■ **Work instructions**
Check each line of the data below for the word "sleep". How many lines have it? Answer with the number alone.

[Dataset entries]
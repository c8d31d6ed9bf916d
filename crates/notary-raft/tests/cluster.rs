//! Multi-member clusters on the in-process network.

use std::{
    sync::{Arc, Mutex},
    time::Duration,
};

use notary_raft::{
    EntryMeta, FileLogStorage, LocalNetwork, MemoryLogStorage, RaftHandle, RaftNode, StateMachine,
};
use notary_types::{NodeId, NotaryError, RaftConfig};

/// Records every applied command with its index.
#[derive(Clone, Default)]
struct Journal(Arc<Mutex<Vec<(u64, String)>>>);

impl Journal {
    fn commands(&self) -> Vec<String> {
        self.0.lock().unwrap().iter().map(|(_, c)| c.clone()).collect()
    }
}

impl StateMachine<String> for Journal {
    type Output = u64;

    fn apply(&mut self, meta: EntryMeta, command: &String) -> u64 {
        self.0.lock().unwrap().push((meta.index, command.clone()));
        meta.index
    }
}

struct Member {
    id: NodeId,
    handle: RaftHandle<String, u64>,
    journal: Journal,
}

fn node(n: u8) -> NodeId {
    NodeId::from_bytes([n; 32])
}

fn start_cluster(size: u8, net: &LocalNetwork<String>) -> Vec<Member> {
    let ids: Vec<NodeId> = (1..=size).map(node).collect();
    ids.iter()
        .map(|id| {
            let journal = Journal::default();
            let handle = RaftNode::spawn(
                *id,
                &ids,
                RaftConfig::default(),
                MemoryLogStorage::new(),
                journal.clone(),
                Arc::new(net.clone()),
                net.register(*id),
            );
            Member {
                id: *id,
                handle,
                journal,
            }
        })
        .collect()
}

async fn eventually(mut check: impl FnMut() -> bool) {
    for _ in 0..500 {
        if check() {
            return;
        }
        tokio::time::sleep(Duration::from_millis(20)).await;
    }
    panic!("condition not reached");
}

/// Wait for a leader among `members` that is not in `exclude`.
async fn leader_among<'a>(members: &'a [Member], exclude: &[NodeId]) -> &'a Member {
    let mut found = None;
    eventually(|| {
        found = members
            .iter()
            .filter(|m| !exclude.contains(&m.id))
            .find(|m| m.handle.is_leader());
        found.is_some()
    })
    .await;
    found.unwrap()
}

#[tokio::test(start_paused = true)]
async fn committed_commands_reach_every_member_in_order() {
    let net = LocalNetwork::new();
    let members = start_cluster(3, &net);
    let leader = leader_among(&members, &[]).await;

    for cmd in ["a", "b", "c"] {
        leader.handle.propose(cmd.to_string()).await.unwrap();
    }

    eventually(|| members.iter().all(|m| m.journal.commands().len() == 3)).await;
    for member in &members {
        assert_eq!(member.journal.commands(), vec!["a", "b", "c"]);
    }
}

#[tokio::test(start_paused = true)]
async fn follower_redirects_to_leader() {
    let net = LocalNetwork::new();
    let members = start_cluster(3, &net);
    let leader = leader_among(&members, &[]).await;
    let follower = members.iter().find(|m| m.id != leader.id).unwrap();
    eventually(|| follower.handle.status().leader == Some(leader.id)).await;

    match follower.handle.propose("x".into()).await {
        Err(NotaryError::NotLeader { leader_hint }) => assert_eq!(leader_hint, Some(leader.id)),
        other => panic!("expected redirect, got {other:?}"),
    }
}

#[tokio::test(start_paused = true)]
async fn committed_entries_survive_leader_isolation() {
    let net = LocalNetwork::new();
    let members = start_cluster(3, &net);
    let old = leader_among(&members, &[]).await;
    old.handle.propose("before".into()).await.unwrap();

    net.isolate(old.id);
    let new = leader_among(&members, &[old.id]).await;
    assert_ne!(new.id, old.id);
    assert!(new.handle.status().term > old.handle.status().term);
    new.handle.propose("after".into()).await.unwrap();

    net.heal(old.id);
    eventually(|| members.iter().all(|m| m.journal.commands() == ["before", "after"])).await;
    eventually(|| !old.handle.is_leader()).await;
}

#[tokio::test(start_paused = true)]
async fn minority_cannot_commit() {
    let net = LocalNetwork::new();
    let members = start_cluster(3, &net);
    let leader = leader_among(&members, &[]).await;
    for member in members.iter().filter(|m| m.id != leader.id) {
        net.isolate(member.id);
    }

    let pending = tokio::time::timeout(Duration::from_secs(2), leader.handle.propose("lonely".into())).await;
    assert!(pending.is_err(), "a lone leader must not commit");
    assert!(leader.journal.commands().is_empty());
}

#[tokio::test(start_paused = true)]
async fn file_storage_replays_after_restart() {
    let dir = tempfile::tempdir().unwrap();
    let id = node(1);
    let net = LocalNetwork::<String>::new();

    {
        let handle = RaftNode::spawn(
            id,
            &[id],
            RaftConfig::default(),
            FileLogStorage::open(dir.path()).unwrap(),
            Journal::default(),
            Arc::new(net.clone()),
            net.register(id),
        );
        handle.wait_for_leader(Duration::from_secs(5)).await.unwrap();
        handle.propose("persisted".into()).await.unwrap();
        handle.shutdown();
        tokio::time::sleep(Duration::from_millis(50)).await;
    }

    let journal = Journal::default();
    let handle = RaftNode::spawn(
        id,
        &[id],
        RaftConfig::default(),
        FileLogStorage::open(dir.path()).unwrap(),
        journal.clone(),
        Arc::new(net.clone()),
        net.register(id),
    );
    handle.wait_for_leader(Duration::from_secs(5)).await.unwrap();
    eventually(|| journal.commands() == ["persisted"]).await;
    assert!(handle.status().term >= 2);
}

■ **Your response**
2